# Acid Reflux or Maybe Ulcer?



## Guest (Jul 26, 2006)

I have had IBS for almost 4 years now as some of you may know. However, this past spring I started lifting and at that same time almost, I started having feelings of what I think is either Acid Reflux or an Ulcer. I get pains (not IBS stabbing pains) right in the middle below my chest and above my stomach, which i think is the esophogas? Anyways, these pains only usually come after eating and last hours. At the same time, I sometimes ahve funny feelings in my throat that almost feels like im going to puke, but on a much smaller scale. I can also taste my food for hours sometimes. Anyone have a clue if this is acid reflux, gerd, ulcer, et c etc etc?


----------



## overitnow (Nov 25, 2001)

It sure sounds like GERD (reflux) to me. Locations often change. My wife would think she was having a heart attack, whereas I used to get a constant burning in my abdomen all day after eating anything. That could lead to the whole acid up the throat, retasting of dinner, nausea in the middle of the night.Mark


----------



## Guest (Jul 26, 2006)

gerd. dont know much about it. what can be done? obvously i need to see doctor too


----------



## overitnow (Nov 25, 2001)

I wish I knew a permanent fix for this; however, everything I know of is a lifetime commitment. There are antacids, Pepto, Maalox, etc. of course; but they do not fundamentally change the condition, just lower the burn for a period. There are presciptive Proton Pump Inhibitors (PPIs) which will alter the amount of acid in your stomach. Again, this is a continual treatment and there may be some problems down the line. A few people have talked about Bragg's Apple Cider Vinegar as being an effective preventative.
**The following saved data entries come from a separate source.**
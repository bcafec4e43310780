use tracing::warn;

use crate::fractal::FractalPoint;

pub type Rgb = [u8; 3];

pub const PALETTE_NAMES: &[&str] = &["fire", "ocean", "cosmic", "forest", "sunset"];
pub const DEFAULT_PALETTE: &str = "fire";

const FIRE: &[Rgb] = &[
    [0, 0, 0], [64, 0, 0], [128, 0, 0], [255, 0, 0],
    [255, 128, 0], [255, 255, 0], [255, 255, 255],
];
const OCEAN: &[Rgb] = &[
    [0, 0, 64], [0, 64, 128], [0, 128, 255],
    [64, 192, 255], [128, 224, 255], [255, 255, 255],
];
const COSMIC: &[Rgb] = &[
    [0, 0, 0], [32, 0, 64], [64, 0, 128], [128, 0, 255],
    [255, 0, 255], [255, 128, 255], [255, 255, 255],
];
const FOREST: &[Rgb] = &[
    [0, 32, 0], [0, 64, 0], [0, 128, 0], [64, 192, 64],
    [128, 255, 128], [192, 255, 192], [255, 255, 255],
];
const SUNSET: &[Rgb] = &[
    [64, 0, 64], [128, 0, 64], [255, 64, 0],
    [255, 128, 0], [255, 192, 64], [255, 255, 128],
];

#[derive(Clone, Debug, PartialEq)]
pub struct ColorPalette {
    pub name: &'static str,
    pub colors: &'static [Rgb],
}

impl ColorPalette {
    pub fn by_name(name: &str) -> Option<ColorPalette> {
        let (name, colors) = match name.to_lowercase().as_str() {
            "fire" => ("Fire", FIRE),
            "ocean" => ("Ocean", OCEAN),
            "cosmic" => ("Cosmic", COSMIC),
            "forest" => ("Forest", FOREST),
            "sunset" => ("Sunset", SUNSET),
            _ => return None,
        };
        Some(ColorPalette { name, colors })
    }

    /// Like [`ColorPalette::by_name`] but falls back to fire.
    pub fn named_or_default(name: &str) -> ColorPalette {
        ColorPalette::by_name(name).unwrap_or_else(|| {
            warn!(palette = name, "unknown palette, using {}", DEFAULT_PALETTE);
            ColorPalette::fire()
        })
    }

    pub fn fire() -> ColorPalette {
        ColorPalette { name: "Fire", colors: FIRE }
    }

    /// Linear interpolation between neighbouring stops, `t` clamped to [0, 1].
    pub fn color_at(&self, t: f64) -> Rgb {
        match self.colors {
            [] => return [0, 0, 0],
            [only] => return *only,
            _ => {}
        }

        let t = if t.is_nan() { 0.0 } else { t.clamp(0.0, 1.0) };
        let scaled = t * (self.colors.len() - 1) as f64;
        let idx = scaled as usize;
        let frac = scaled - idx as f64;

        if idx >= self.colors.len() - 1 {
            return self.colors[self.colors.len() - 1];
        }

        let (c1, c2) = (self.colors[idx], self.colors[idx + 1]);
        let lerp = |a: u8, b: u8| (a as f64 + frac * (b as f64 - a as f64)) as u8;
        [lerp(c1[0], c2[0]), lerp(c1[1], c2[1]), lerp(c1[2], c2[2])]
    }

    /// Colour for an evaluated pixel: escaped points shade by iteration count
    /// nudged by magnitude, interior points take the first stop.
    pub fn shade(&self, point: &FractalPoint, max_iter: u32) -> Rgb {
        let t = if point.escaped && max_iter > 0 {
            (point.iterations as f64 / max_iter as f64 + point.magnitude * 0.1) % 1.0
        } else {
            0.0
        };
        self.color_at(t)
    }
}

#[cfg(test)]
mod tests {
    use super::*;

    #[test]
    fn all_named_palettes_exist() {
        for name in PALETTE_NAMES {
            assert!(ColorPalette::by_name(name).is_some(), "{}", name);
        }
        assert!(ColorPalette::by_name("mauve").is_none());
        assert_eq!(ColorPalette::named_or_default("mauve").name, "Fire");
    }

    #[test]
    fn endpoints_and_clamping() {
        let fire = ColorPalette::fire();
        assert_eq!(fire.color_at(0.0), [0, 0, 0]);
        assert_eq!(fire.color_at(1.0), [255, 255, 255]);
        assert_eq!(fire.color_at(-3.0), [0, 0, 0]);
        assert_eq!(fire.color_at(7.0), [255, 255, 255]);
    }

    #[test]
    fn interpolates_between_stops() {
        let fire = ColorPalette::fire();
        // 6 intervals: t = 0.25 sits halfway between [64,0,0] and [128,0,0].
        assert_eq!(fire.color_at(0.25), [96, 0, 0]);
    }

    #[test]
    fn single_and_empty_palettes() {
        let one = ColorPalette { name: "one", colors: &[[1, 2, 3]] };
        assert_eq!(one.color_at(0.7), [1, 2, 3]);
        let none = ColorPalette { name: "none", colors: &[] };
        assert_eq!(none.color_at(0.7), [0, 0, 0]);
    }

    #[test]
    fn interior_points_take_first_stop() {
        let ocean = ColorPalette::by_name("ocean").unwrap();
        let p = FractalPoint { x: 0.0, y: 0.0, iterations: 100, escaped: false, magnitude: 0.0 };
        assert_eq!(ocean.shade(&p, 100), [0, 0, 64]);
    }
}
My wife and I use the flavonoids and they have worked for years.So there are a few things which may help you.Mark


----------



## Guest (Jul 26, 2006)

with gerd, do you feel any slight pains while you are eating too? and does it make you have to s**t after eating? i know that is generally something of ibs but it got worse since ive seen these "gerd" symtoms come and go.


----------



## overitnow (Nov 25, 2001)

I can no longer remember every nuance that I went through. (At 61, it is mostly the "broad strokes" that come through.) I don't know that it will make you s**t after every meal--I know that doesn't happen to everyone with GERD. I used to go 4+ times after b'fast, a couple of times after lunch, and often one or two times in the late afternoon and early evening. That the same supplement stopped both suggests that I am some sub-classification of GERD or IBS. Maybe you, too.Mark


----------



## Guest (Jul 26, 2006)

maybe flavonoids will work who knows. first im going to email my doctor to see if i should make and appointment etc. just to make sure it isnt an ucler


----------



## overitnow (Nov 25, 2001)

Definitely check out ulcer possibilities, first. Assuming it is not that, it might be best to try the flavonoids or vinegar first, because I know the doc will give you a sample of Prevacid (or somesuch) when you see him. He certainly won't hand you a bottle of vinegar...You can always respond to the PM if you want to talk further.Best to you.Mark


----------



## Guest (Jul 27, 2006)

thanks for your help mark i appreciate it


----------



## Kitty G (Jun 27, 2006)

dc, there are alot of different symptoms that can occur. For me, feeling sick to my stomach in the night or having difficulty swollowing was a sign of an ulcer. A sore throat, burning in my chest, burning stomach, trouble breathing, heart palpitations, pain in the middle of my back were acid reflux. Usually doctors will put you on 2 weeks of some type of acid blocker and pepto and alot of times that will work. Overitnow,do you have any ibs symptoms anymore?


----------



## overitnow (Nov 25, 2001)

Kitty:As long as I take the supplement--and I can cut the dosage way down and even eliminate it for a week or two--my symptoms are soft stool (fiber helps with that) and occassional urgency; but nothing like what that word connotes around here. The last time I had a real bout of indigestion was about 3 years ago after eating one or two too many hot Italian sausages off of the barby. Other than that, what little stuff I may give myself just passes as the food gets digested. Essentially I eat and drink everything without ramifications. Given the 9 day canoe trip I just concluded, drinking only boiled river water and going just once a day in the late morning, I have to say my symptoms are no worse than any "Normal" and probably better than many. Mark


----------



## Guest (Jul 29, 2006)

well since the doctor cant see me for a month, i called and they gave me 2 weeks or so supply of pepcid ac. took one last night with dinner and it seemed to help.


----------